No answer. He called for the others in the second truck: no response. Maybe he just didn’t know how to reset the comm frequency.

Sato still hung upside down from the straps, his body leaning a little toward the driver’s-side door. The heat in the front part of the cabin was much worse than it had been just a minute earlier and Nick could see white parts of the fire bulkhead beginning to melt.

He pulled himself under Sato’s hanging body, tried to keep the naked and broken arm to one side, braced himself and his shoulders and upper body under Sato like a crouching if underweight sumo-wrestler, and hit Sato’s harness release with his Kevlared fist.

The big man’s body fell on him, the dead weight of Sato’s three hundred pounds crushing Nick against the ceiling, breaking at least one of Nick’s ribs, and driving the air out of him.

“Oh… Jesus… fuck,” breathed Nick. “You… fat…”

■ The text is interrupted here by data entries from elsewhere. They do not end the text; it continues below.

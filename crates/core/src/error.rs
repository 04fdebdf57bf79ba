use crate::types::DbId;

#[derive(Debug, thiserror::Error)]
pub enum CoreError {
    #[error("Entity not found: {entity} with id {id}")]
    NotFound { entity: &'static str, id: DbId },

    /// The catalog row exists but its stored binary does not.
    #[error("Stored file missing for asset {id}")]
    StorageMissing { id: DbId },

    #[error("Validation failed: {0}")]
    Validation(String),

    #[error("Conflict: {0}")]
    Conflict(String),

    #[error("Unauthorized: {0}")]
    Unauthorized(String),

    #[error("Forbidden: {0}")]
    Forbidden(String),

    #[error("Internal error: {0}")]
    Internal(String),
}
//! Top-level router for the catalog API, shared by `main.rs` and the
//! integration tests.

use std::time::Duration;

use axum::http::header::{AUTHORIZATION, CONTENT_TYPE};
use axum::http::{HeaderName, Method, StatusCode};
use axum::Router;
use tower_http::catch_panic::CatchPanicLayer;
use tower_http::cors::CorsLayer;
use tower_http::request_id::{MakeRequestUuid, PropagateRequestIdLayer, SetRequestIdLayer};
use tower_http::timeout::TimeoutLayer;
use tower_http::trace::{DefaultMakeSpan, DefaultOnResponse, TraceLayer};
use tracing::Level;

use crate::config::ServerConfig;
use crate::routes;
use crate::state::AppState;

/// `/health` at the root and the catalog under `/api/v1`.
///
/// Upload size is capped per route (`MAX_UPLOAD_BYTES`, see
/// [`routes::assets::router`]); everything else keeps axum's default body
/// limit. `REQUEST_TIMEOUT_SECS` bounds the time to produce a response, so
/// it covers reading an upload but not streaming a download. Outermost layer
/// first: CORS, request id, tracing, request-id echo, timeout, panic
/// recovery.
pub fn build_app_router(state: AppState, config: &ServerConfig) -> Router {
    let cors = build_cors_layer(config);
    let request_id_header = HeaderName::from_static("x-request-id");

    Router::new()
        .merge(routes::health::router())
        .nest("/api/v1", routes::api_routes(config))
        .layer(CatchPanicLayer::new())
        .layer(TimeoutLayer::with_status_code(
            StatusCode::REQUEST_TIMEOUT,
            Duration::from_secs(config.request_timeout_secs),
        ))
        .layer(PropagateRequestIdLayer::new(request_id_header.clone()))
        .layer(
            TraceLayer::new_for_http()
                .make_span_with(DefaultMakeSpan::new().level(Level::INFO))
                .on_response(DefaultOnResponse::new().level(Level::INFO)),
        )
        .layer(SetRequestIdLayer::new(request_id_header, MakeRequestUuid))
        .layer(cors)
        .with_state(state)
}

/// CORS for the configured front-end origins. Panics at startup on a
/// malformed origin.
pub fn build_cors_layer(config: &ServerConfig) -> CorsLayer {
    let origins: Vec<_> = config
        .cors_origins
        .iter()
        .map(|o| {
            o.parse()
                .unwrap_or_else(|e| panic!("Invalid CORS origin '{o}': {e}"))
        })
        .collect();

    CorsLayer::new()
        .allow_origin(origins)
        .allow_methods([Method::GET, Method::POST, Method::PUT, Method::DELETE])
        .allow_headers([CONTENT_TYPE, AUTHORIZATION])
        .allow_credentials(true)
        .max_age(Duration::from_secs(3600))
}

He didn’t finish the thought. If Sato was as dead as he felt, limp as a slaughtered heifer, he didn’t want to speak ill of the dead. “Fat… fuck,” he breathed out despite himself.

Then he was shoving with his boots, grabbing with his gloves, putting all his energy into moving Sato’s huge, inert, unhelpful form up and toward the open door. Smoke had filled the cockpit. Sato’s body quit moving and Nick noticed various leads and wires running from the man’s blood-red samurai helmet back to the crash chair.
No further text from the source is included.